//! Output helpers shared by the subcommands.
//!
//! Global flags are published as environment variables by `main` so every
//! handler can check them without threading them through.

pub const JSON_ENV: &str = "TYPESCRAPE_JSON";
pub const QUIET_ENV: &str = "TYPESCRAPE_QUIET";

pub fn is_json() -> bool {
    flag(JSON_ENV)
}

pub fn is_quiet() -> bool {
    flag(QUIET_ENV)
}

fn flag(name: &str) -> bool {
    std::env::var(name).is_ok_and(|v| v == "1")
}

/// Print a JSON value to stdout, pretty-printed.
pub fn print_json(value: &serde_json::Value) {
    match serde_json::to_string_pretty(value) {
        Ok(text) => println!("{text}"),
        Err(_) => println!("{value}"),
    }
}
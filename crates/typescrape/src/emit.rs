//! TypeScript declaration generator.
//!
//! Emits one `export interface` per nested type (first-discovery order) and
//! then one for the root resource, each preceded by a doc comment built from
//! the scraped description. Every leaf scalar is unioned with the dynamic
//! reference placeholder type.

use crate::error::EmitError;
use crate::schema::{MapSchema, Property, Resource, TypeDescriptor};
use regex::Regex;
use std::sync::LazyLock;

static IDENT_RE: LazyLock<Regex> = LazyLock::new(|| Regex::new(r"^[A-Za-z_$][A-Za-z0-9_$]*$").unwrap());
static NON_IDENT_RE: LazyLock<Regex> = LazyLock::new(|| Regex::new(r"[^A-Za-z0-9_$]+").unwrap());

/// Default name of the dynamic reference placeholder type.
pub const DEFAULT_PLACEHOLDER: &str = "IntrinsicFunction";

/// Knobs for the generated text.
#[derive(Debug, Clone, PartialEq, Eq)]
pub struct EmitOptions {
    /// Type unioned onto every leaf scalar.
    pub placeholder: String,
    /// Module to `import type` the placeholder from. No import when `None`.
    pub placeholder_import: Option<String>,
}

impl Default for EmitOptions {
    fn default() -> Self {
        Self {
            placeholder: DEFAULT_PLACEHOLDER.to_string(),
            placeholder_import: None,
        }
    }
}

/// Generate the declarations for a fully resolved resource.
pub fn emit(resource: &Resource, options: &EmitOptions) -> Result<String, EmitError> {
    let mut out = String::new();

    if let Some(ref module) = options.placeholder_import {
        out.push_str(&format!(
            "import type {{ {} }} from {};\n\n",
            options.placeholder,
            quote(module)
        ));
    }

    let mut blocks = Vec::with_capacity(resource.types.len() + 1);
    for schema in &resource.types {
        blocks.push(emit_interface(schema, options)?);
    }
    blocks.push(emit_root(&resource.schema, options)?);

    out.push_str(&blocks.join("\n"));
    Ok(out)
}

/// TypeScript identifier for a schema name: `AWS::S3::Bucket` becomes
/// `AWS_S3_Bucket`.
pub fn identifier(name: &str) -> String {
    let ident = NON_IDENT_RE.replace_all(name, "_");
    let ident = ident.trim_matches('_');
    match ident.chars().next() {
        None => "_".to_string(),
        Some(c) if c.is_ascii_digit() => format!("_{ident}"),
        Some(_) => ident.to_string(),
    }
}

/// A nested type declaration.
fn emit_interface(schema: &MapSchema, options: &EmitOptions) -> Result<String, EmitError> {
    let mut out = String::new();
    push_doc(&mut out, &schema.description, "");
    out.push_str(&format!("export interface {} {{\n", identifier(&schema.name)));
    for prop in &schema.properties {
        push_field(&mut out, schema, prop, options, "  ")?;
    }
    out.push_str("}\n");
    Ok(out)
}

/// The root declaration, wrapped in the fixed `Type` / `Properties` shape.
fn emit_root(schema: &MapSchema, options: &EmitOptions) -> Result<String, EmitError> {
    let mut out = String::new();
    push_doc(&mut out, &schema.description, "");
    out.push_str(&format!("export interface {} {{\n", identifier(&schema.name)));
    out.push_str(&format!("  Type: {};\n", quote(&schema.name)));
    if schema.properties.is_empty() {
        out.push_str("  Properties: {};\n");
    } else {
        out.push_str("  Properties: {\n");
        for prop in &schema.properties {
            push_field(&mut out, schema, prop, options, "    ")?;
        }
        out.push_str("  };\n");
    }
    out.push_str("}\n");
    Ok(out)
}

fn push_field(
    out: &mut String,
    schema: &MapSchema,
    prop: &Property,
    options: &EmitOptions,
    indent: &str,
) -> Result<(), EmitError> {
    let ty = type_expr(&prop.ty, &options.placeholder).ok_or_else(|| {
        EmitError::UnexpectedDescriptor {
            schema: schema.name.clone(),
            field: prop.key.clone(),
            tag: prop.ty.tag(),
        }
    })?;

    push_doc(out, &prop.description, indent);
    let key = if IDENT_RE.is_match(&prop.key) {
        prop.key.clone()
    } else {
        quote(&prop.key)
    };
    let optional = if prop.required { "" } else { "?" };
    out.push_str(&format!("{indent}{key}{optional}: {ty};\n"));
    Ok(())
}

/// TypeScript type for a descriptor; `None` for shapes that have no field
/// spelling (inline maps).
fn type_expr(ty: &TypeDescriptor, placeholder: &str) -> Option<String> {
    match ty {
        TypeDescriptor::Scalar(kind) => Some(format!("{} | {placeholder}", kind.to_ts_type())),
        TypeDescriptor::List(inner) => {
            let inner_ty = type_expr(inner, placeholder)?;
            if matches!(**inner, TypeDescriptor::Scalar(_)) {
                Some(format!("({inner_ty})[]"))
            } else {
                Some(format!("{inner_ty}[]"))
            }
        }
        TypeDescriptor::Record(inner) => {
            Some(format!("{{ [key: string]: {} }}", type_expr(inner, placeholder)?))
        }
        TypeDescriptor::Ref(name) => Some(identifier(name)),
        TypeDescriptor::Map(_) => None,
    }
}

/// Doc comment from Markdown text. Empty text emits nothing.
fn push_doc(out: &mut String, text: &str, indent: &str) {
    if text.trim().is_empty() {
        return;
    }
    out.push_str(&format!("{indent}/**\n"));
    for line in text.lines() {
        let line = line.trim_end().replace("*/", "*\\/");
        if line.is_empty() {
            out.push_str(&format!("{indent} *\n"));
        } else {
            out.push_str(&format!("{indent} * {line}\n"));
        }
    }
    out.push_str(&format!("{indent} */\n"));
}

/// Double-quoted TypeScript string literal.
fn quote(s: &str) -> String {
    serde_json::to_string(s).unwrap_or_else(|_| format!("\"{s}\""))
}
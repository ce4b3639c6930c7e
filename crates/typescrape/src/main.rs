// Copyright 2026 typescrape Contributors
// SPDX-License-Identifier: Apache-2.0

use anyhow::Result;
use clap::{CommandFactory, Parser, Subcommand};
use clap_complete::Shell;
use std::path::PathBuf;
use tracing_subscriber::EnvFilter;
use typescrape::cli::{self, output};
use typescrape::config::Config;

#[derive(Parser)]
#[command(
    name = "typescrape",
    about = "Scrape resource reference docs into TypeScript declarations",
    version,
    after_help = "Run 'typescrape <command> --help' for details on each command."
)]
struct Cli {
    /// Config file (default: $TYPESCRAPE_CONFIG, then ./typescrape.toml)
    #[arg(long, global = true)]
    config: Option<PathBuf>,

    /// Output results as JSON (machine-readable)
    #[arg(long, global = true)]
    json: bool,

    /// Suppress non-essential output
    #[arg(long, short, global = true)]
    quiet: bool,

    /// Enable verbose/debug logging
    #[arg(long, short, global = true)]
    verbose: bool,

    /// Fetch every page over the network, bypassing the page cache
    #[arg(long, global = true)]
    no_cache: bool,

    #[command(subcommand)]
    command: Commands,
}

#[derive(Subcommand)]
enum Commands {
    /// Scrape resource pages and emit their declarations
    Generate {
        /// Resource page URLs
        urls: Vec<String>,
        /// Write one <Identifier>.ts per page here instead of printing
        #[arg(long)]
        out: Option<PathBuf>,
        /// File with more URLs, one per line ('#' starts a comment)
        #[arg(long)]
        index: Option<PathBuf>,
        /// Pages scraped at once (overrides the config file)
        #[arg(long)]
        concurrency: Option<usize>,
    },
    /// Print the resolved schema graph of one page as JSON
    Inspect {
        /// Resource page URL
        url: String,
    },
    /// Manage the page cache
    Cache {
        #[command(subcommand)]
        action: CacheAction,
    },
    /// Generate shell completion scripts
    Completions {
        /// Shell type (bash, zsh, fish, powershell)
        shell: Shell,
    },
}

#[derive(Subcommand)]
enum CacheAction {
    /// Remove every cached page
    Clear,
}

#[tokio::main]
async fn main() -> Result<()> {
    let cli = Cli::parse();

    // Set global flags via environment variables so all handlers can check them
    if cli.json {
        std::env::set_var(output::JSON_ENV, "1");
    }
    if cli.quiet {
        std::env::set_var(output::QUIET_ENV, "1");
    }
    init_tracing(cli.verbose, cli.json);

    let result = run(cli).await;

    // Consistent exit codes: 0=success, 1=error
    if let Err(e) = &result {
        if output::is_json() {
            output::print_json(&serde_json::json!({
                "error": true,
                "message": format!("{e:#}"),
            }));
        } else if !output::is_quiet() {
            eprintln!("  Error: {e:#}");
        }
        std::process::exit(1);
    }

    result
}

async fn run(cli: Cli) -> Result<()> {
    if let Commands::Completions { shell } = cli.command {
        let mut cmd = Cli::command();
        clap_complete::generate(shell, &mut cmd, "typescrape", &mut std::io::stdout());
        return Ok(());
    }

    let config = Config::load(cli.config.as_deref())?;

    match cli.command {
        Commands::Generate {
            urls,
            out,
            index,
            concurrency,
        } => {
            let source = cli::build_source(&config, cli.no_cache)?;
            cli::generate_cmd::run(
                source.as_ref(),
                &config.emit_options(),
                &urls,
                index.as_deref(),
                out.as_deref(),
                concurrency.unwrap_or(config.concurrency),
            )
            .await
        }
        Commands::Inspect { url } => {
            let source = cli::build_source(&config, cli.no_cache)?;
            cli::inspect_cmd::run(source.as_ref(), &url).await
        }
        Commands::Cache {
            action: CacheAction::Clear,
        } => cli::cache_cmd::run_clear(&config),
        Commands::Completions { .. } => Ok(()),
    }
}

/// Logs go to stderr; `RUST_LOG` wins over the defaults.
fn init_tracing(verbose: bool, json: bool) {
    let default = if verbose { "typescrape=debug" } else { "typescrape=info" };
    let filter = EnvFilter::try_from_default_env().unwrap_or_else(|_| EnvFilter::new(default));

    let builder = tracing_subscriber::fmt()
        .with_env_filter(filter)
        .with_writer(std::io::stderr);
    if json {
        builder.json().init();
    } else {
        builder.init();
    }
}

## Problem statement
Copy out each line of the material above that holds the word "TypeScript".

## Final answer
//! TypeScript declaration generator.
/// TypeScript identifier for a schema name: `AWS::S3::Bucket` becomes
/// TypeScript type for a descriptor; `None` for shapes that have no field
/// Double-quoted TypeScript string literal.
    about = "Scrape resource reference docs into TypeScript declarations",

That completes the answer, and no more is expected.